Creation of Wordlist with Crunch in Infiltration Tests

In this article, I will refer to how wordlists can be created in online and offline password cracking attacks. Crunch, a predetermined character or the cluster formed by you is a tool for creating a word list with specified length and character. Crunch, speed, and ease of use come to the fore.

Crunch Default Installation Path

The Crunch tool comes with Kali Linux. If you use it on different distributions, you can download it from the link below.

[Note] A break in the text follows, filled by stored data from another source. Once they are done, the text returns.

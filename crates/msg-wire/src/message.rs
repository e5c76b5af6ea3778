//! Application message codec: encodes the data-packet payload described by
//! the route-compression header, a variable-length message id, and a route
//! that is either a 2-byte dictionary code or a length-prefixed UTF-8 string.

use bytes::{Buf, BufMut, BytesMut};

use crate::dictionary::RouteDictionary;
use crate::error::CodecError;

const ROUTE_COMPRESSED_FLAG: u8 = 0b1000_0000;
const TYPE_MASK: u8 = 0b0111_0000;
const TYPE_SHIFT: u8 = 4;

#[derive(Debug, Clone, Copy, PartialEq, Eq, Hash)]
pub enum MessageType {
    Request,
    Response,
    Notify,
    Push,
}

impl MessageType {
    fn from_bits(bits: u8) -> Result<Self, CodecError> {
        match bits {
            0 => Ok(MessageType::Request),
            1 => Ok(MessageType::Response),
            2 => Ok(MessageType::Notify),
            3 => Ok(MessageType::Push),
            other => Err(CodecError::InvalidMessageType(other)),
        }
    }

    fn as_bits(self) -> u8 {
        match self {
            MessageType::Request => 0,
            MessageType::Response => 1,
            MessageType::Notify => 2,
            MessageType::Push => 3,
        }
    }

    /// Request and Response carry a non-zero id and pair by it; Notify and
    /// Push may carry id 0 and omit the id field entirely on the wire.
    fn carries_id(self) -> bool {
        matches!(self, MessageType::Request | MessageType::Response)
    }
}

#[derive(Debug, Clone, PartialEq, Eq)]
pub struct Message {
    pub kind: MessageType,
    pub id: u64,
    pub route: String,
    pub short_ver: u32,
    pub data: Vec<u8>,
}

impl Message {
    pub fn request(id: u64, route: impl Into<String>, data: Vec<u8>) -> Self {
        Message { kind: MessageType::Request, id, route: route.into(), short_ver: 0, data }
    }

    pub fn response(id: u64, route: impl Into<String>, data: Vec<u8>) -> Self {
        Message { kind: MessageType::Response, id, route: route.into(), short_ver: 0, data }
    }

    pub fn notify(route: impl Into<String>, data: Vec<u8>) -> Self {
        Message { kind: MessageType::Notify, id: 0, route: route.into(), short_ver: 0, data }
    }

    pub fn push(route: impl Into<String>, data: Vec<u8>) -> Self {
        Message { kind: MessageType::Push, id: 0, route: route.into(), short_ver: 0, data }
    }
}

/// Encode `msg`. `compressed` gates whether the 2-byte dictionary code is
/// even considered: callers pass their session's sticky compressed flag (or,
/// for a connection that owns its own dictionary snapshot outright, whatever
/// that snapshot would resolve) rather than re-deriving it from the live
/// dictionary on every call, since the dictionary only ever grows and a
/// stale peer must never be handed a route it can't decode. When
/// `compressed` is true but `dict` has no code for `msg.route` (not yet
/// registered), the uncompressed form is used regardless.
pub fn encode(msg: &Message, dict: &RouteDictionary, compressed: bool) -> Result<BytesMut, CodecError> {
    let code = if compressed { dict.code_for(&msg.route) } else { None };
    let compressed = code.is_some();

    let mut buf = BytesMut::new();
    let header = (if compressed { ROUTE_COMPRESSED_FLAG } else { 0 }) | (msg.kind.as_bits() << TYPE_SHIFT);
    buf.put_u8(header);

    if msg.kind.carries_id() {
        put_varint(&mut buf, msg.id);
    }

    match code {
        Some(code) => buf.put_u16(code),
        None => {
            let route_bytes = msg.route.as_bytes();
            if route_bytes.len() > u8::MAX as usize {
                return Err(CodecError::MalformedPacket("uncompressed route exceeds 255 bytes"));
            }
            buf.put_u8(route_bytes.len() as u8);
            buf.put_slice(route_bytes);
        }
    }

    buf.put_slice(&msg.data);
    Ok(buf)
}

/// Reads just the route-compression bit off a data-packet payload's header
/// byte, without decoding the rest of the message. Used by
/// `LocalHandler::process_packet` to latch a session's sticky `compressed`
/// flag from its first packet.
pub fn is_compressed(payload: &[u8]) -> Result<bool, CodecError> {
    let header = *payload.first().ok_or(CodecError::MalformedPacket("empty message payload"))?;
    Ok(header & ROUTE_COMPRESSED_FLAG != 0)
}

/// Decode a data-packet payload into a `Message`. `short_ver` is attached by
/// the caller from session state; it is not carried over the wire per
/// message (the session binds it once at handshake).
pub fn decode(mut payload: &[u8], dict: &RouteDictionary, short_ver: u32) -> Result<Message, CodecError> {
    if payload.is_empty() {
        return Err(CodecError::MalformedPacket("empty message payload"));
    }
    let header = payload.get_u8();
    let compressed = header & ROUTE_COMPRESSED_FLAG != 0;
    let kind = MessageType::from_bits((header & TYPE_MASK) >> TYPE_SHIFT)?;

    let id = if kind.carries_id() { get_varint(&mut payload)? } else { 0 };

    let route = if compressed {
        if payload.remaining() < 2 {
            return Err(CodecError::MalformedPacket("truncated route code"));
        }
        let code = payload.get_u16();
        dict.route_for(code).ok_or(CodecError::UnknownRouteCode(code))?
    } else {
        if payload.remaining() < 1 {
            return Err(CodecError::MalformedPacket("truncated route length"));
        }
        let len = payload.get_u8() as usize;
        if payload.remaining() < len {
            return Err(CodecError::MalformedPacket("truncated route string"));
        }
        let bytes = payload.copy_to_bytes(len);
        String::from_utf8(bytes.to_vec())
            .map_err(|_| CodecError::MalformedPacket("route is not valid UTF-8"))?
    };

    Ok(Message { kind, id, route, short_ver, data: payload.to_vec() })
}

/// LEB128-style variable-length encoding: 7 payload bits per byte, high bit
/// set on every byte but the last.
fn put_varint(buf: &mut BytesMut, mut value: u64) {
    loop {
        let mut byte = (value & 0x7f) as u8;
        value >>= 7;
        if value != 0 {
            byte |= 0x80;
            buf.put_u8(byte);
        } else {
            buf.put_u8(byte);
            break;
        }
    }
}

fn get_varint(payload: &mut &[u8]) -> Result<u64, CodecError> {
    let mut value: u64 = 0;
    let mut shift = 0u32;
    loop {
        if payload.is_empty() {
            return Err(CodecError::MalformedPacket("truncated message id"));
        }
        if shift >= 64 {
            return Err(CodecError::MalformedPacket("message id varint too long"));
        }
        let byte = payload.get_u8();
        value |= ((byte & 0x7f) as u64) << shift;
        if byte & 0x80 == 0 {
            break;
        }
        shift += 7;
    }
    Ok(value)
}

#[cfg(test)]
mod tests {
    use super::*;

    fn dict_with(route: &str, code: u16) -> RouteDictionary {
        let mut dict = RouteDictionary::new();
        dict.insert(route.to_string(), code);
        dict
    }

    #[test]
    fn round_trips_uncompressed_request() {
        let dict = RouteDictionary::new();
        let msg = Message::request(42, "Room.Join", b"payload".to_vec());
        let encoded = encode(&msg, &dict, true).unwrap();
        let decoded = decode(&encoded, &dict, 0).unwrap();
        assert_eq!(decoded.kind, msg.kind);
        assert_eq!(decoded.id, msg.id);
        assert_eq!(decoded.route, msg.route);
        assert_eq!(decoded.data, msg.data);
    }

    #[test]
    fn round_trips_compressed_notify_with_large_id_free_payload() {
        let dict = dict_with("Room.Join", 7);
        let msg = Message::notify("Room.Join", b"{}".to_vec());
        let encoded = encode(&msg, &dict, true).unwrap();
        // compressed notify: 1 header byte + 2 route bytes + payload, no id bytes.
        assert_eq!(encoded.len(), 1 + 2 + 2);
        let decoded = decode(&encoded, &dict, 0).unwrap();
        assert_eq!(decoded, Message { short_ver: 0, ..msg });
    }

    #[test]
    fn compressed_false_forces_the_uncompressed_form_even_if_the_dictionary_has_a_code() {
        let dict = dict_with("Room.Join", 7);
        let msg = Message::notify("Room.Join", b"{}".to_vec());
        let encoded = encode(&msg, &dict, false).unwrap();
        let decoded = decode(&encoded, &dict, 0).unwrap();
        assert_eq!(decoded.route, "Room.Join");
        assert!(!is_compressed(&encoded).unwrap());
    }

    #[test]
    fn is_compressed_reads_the_header_bit_without_full_decode() {
        let dict = dict_with("Room.Join", 7);
        let msg = Message::notify("Room.Join", b"{}".to_vec());
        assert!(is_compressed(&encode(&msg, &dict, true).unwrap()).unwrap());
        assert!(!is_compressed(&encode(&msg, &dict, false).unwrap()).unwrap());
    }

    #[test]
    fn unknown_compressed_code_is_rejected() {
        let dict = RouteDictionary::new();
        let mut buf = BytesMut::new();
        buf.put_u8(ROUTE_COMPRESSED_FLAG | (MessageType::Push.as_bits() << TYPE_SHIFT));
        buf.put_u16(99);
        let err = decode(&buf, &dict, 0).unwrap_err();
        assert_eq!(err, CodecError::UnknownRouteCode(99));
    }

    #[test]
    fn varint_round_trips_across_byte_boundaries() {
        for id in [0u64, 1, 127, 128, 300, u32::MAX as u64, u64::MAX] {
            let mut buf = BytesMut::new();
            put_varint(&mut buf, id);
            let mut slice: &[u8] = &buf;
            assert_eq!(get_varint(&mut slice).unwrap(), id);
            assert!(slice.is_empty());
        }
    }
}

You can access the crunch on Kali Linux as follows.

$ cd /usr/share/crunch/
List Crunch Default Files
List Crunch Default Files

List Available Charsets

Here you can use charset.lst with the named file crunch Is a file defining the character group. For example; only numbers If used, numerics charseti given in this file should be used in this file. The contents of the Charset.lst file are as follows.

$ cat charset.lst
List Available Charsets
List Available Charsets

In this way, there are many defined character groups. This file is sufficient for you to define any character group you want and add it as a line. Let’s try to explain with an example.

Let’s create a wordlist named number.txt with a minimum of 2 digits and a maximum of 9 characters:

root@kali:/usr/share/crunch# crunch 2 9 -f charset.lst numeric -o rakam.txt


Our related world catalog has been created in our current directory. Here to give the value of the -f parameter charset, The -o parameter is used to specify the output file. You can create the same example as below.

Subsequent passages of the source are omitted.